This is the tale of my infiltration of the strangest place the Earth has ever known. The year was 1928 and I was fresh out of training, after being fresh out of conscription. The old day job was in a bicycle shop, and it was great fun too, but the war called and there was no hanging up on it. I was probably best suited to infantry, but the municipal adding machines took one look at my employment history, categorized bicycles as complex machines, and told me I was experienced enough for the flight core.
They put my in a magnetized biplane. I’d never even seen anything so fancy, and I was subscribed to all the engine magazines under the sun. It was a compact craft with an aluminum shell and a satin brass finish. The wings were long and curved up slightly. It was an independent sort of vehicle, designed to work with a pilot who’d been cut off from communications and supplies. They wanted us all to be self-sufficient, as the sleeperbots, the enemy, had a tendency to both kidnap our people and isolate them.
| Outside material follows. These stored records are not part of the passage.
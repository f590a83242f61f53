//! Working line buffer for console input
//!
//! Fixed capacity, no allocation. Tracks two offsets:
//! - `cursor`: where the next byte lands
//! - `high_water`: one past the last meaningful byte (logical end of line)
//!
//! Invariant: `0 <= cursor <= high_water < LINE_SIZE`. Writes at the cursor
//! overwrite in place; trailing bytes are never shifted.

use super::error::EditError;

/// Capacity of a line, including the slot that must stay free
pub const LINE_SIZE: usize = 64;

/// What a successful backspace removed
#[derive(Debug, Clone, Copy, PartialEq, Eq)]
pub enum Erased {
    /// Cursor was at the end of line, the last byte was truncated
    Tail,
    /// Cursor was inside the line, only the cursor moved
    Interior,
}

/// Line input buffer
pub struct LineBuffer {
    buf: [u8; LINE_SIZE],
    cursor: usize,
    high_water: usize,
}

impl LineBuffer {
    /// Create empty buffer
    pub const fn new() -> Self {
        Self {
            buf: [0u8; LINE_SIZE],
            cursor: 0,
            high_water: 0,
        }
    }

    /// Write a byte at the cursor
    pub fn insert(&mut self, c: u8) -> Result<(), EditError> {
        if self.cursor >= LINE_SIZE - 1 {
            return Err(EditError::BufferFull);
        }

        self.buf[self.cursor] = c;
        self.cursor += 1;
        if self.cursor > self.high_water {
            self.high_water = self.cursor;
        }
        Ok(())
    }

    /// Step back one byte
    pub fn backspace(&mut self) -> Result<Erased, EditError> {
        if self.cursor == 0 {
            return Err(EditError::AtBoundary);
        }

        if self.cursor == self.high_water {
            self.cursor -= 1;
            self.high_water -= 1;
            self.buf[self.high_water] = 0;
            Ok(Erased::Tail)
        } else {
            // Loaded history snapshots are not compacted
            self.cursor -= 1;
            Ok(Erased::Interior)
        }
    }

    /// Move cursor left without touching content
    pub fn shift_left(&mut self) -> Result<(), EditError> {
        if self.cursor == 0 {
            return Err(EditError::AtBoundary);
        }
        self.cursor -= 1;
        Ok(())
    }

    /// Move cursor right, up to the high-water mark
    pub fn shift_right(&mut self) -> Result<(), EditError> {
        if self.cursor == self.high_water {
            return Err(EditError::AtBoundary);
        }
        self.cursor += 1;
        Ok(())
    }

    /// Clear buffer
    ///
    /// Bytes past `high_water` are left as they are, nothing reads them.
    pub fn clear(&mut self) {
        self.cursor = 0;
        self.high_water = 0;
    }

    /// Replace contents with a snapshot
    ///
    /// `bytes` is truncated to `LINE_SIZE - 1`, `cursor` is clamped to the
    /// resulting length.
    pub fn load(&mut self, bytes: &[u8], cursor: usize) {
        let len = bytes.len().min(LINE_SIZE - 1);
        self.buf[..len].copy_from_slice(&bytes[..len]);
        self.high_water = len;
        self.cursor = cursor.min(len);
    }

    /// Cursor offset
    pub fn cursor(&self) -> usize {
        self.cursor
    }

    /// Logical end of line
    pub fn high_water(&self) -> usize {
        self.high_water
    }

    /// Get buffer length (same as `high_water`)
    pub fn len(&self) -> usize {
        self.high_water
    }

    /// Check if empty
    pub fn is_empty(&self) -> bool {
        self.high_water == 0
    }

    /// True when no further byte can be inserted at the cursor
    pub fn is_full(&self) -> bool {
        self.cursor >= LINE_SIZE - 1
    }

    /// Bytes from the cursor to the end of line
    pub fn tail(&self) -> &[u8] {
        &self.buf[self.cursor..self.high_water]
    }

    /// Get raw bytes
    pub fn as_bytes(&self) -> &[u8] {
        &self.buf[..self.high_water]
    }

    /// Get buffer as string slice
    pub fn as_str(&self) -> &str {
        core::str::from_utf8(self.as_bytes()).unwrap_or("")
    }
}

impl Default for LineBuffer {
    fn default() -> Self {
        Self::new()
    }
}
In training we heard many tales of men and women purposefully marooned by the sleepers after dogfights over the sea. Dogfish fights as we called them. They were after our morale, after our sound sleep, by making us worry about those unaccounted for after each encounter. Anyway, that’s why my craft was magnetized. If the engine was taken out by enemy fire, there was a secondary structure inside the craft that allowed it to glide on the Earth’s natural magnetic waves. Ideally, I would be able to guide my plane to a place with other people.
If not, well it was full of supplies too: a tent, rations, canteen, compass, telescope, and even a couple dime store novels, though, having read the two the plane came with, I can tell you my story is better than either of them. Even the other two, the echoes of this tale, are better than the dalliances of some Spanish Casanova or the swashbuckling of a flirtatious lady pirate.
I flew four successful missions before they put me on patrol around the island of Dr. Mantilo. The island was the source of all our troubles. The sleeperbots were manufactured there, but shipped out in submersibles that docked in the island’s bedrock. None of our boats could compare, and any bombs we dropped were intercepted or shot back at us.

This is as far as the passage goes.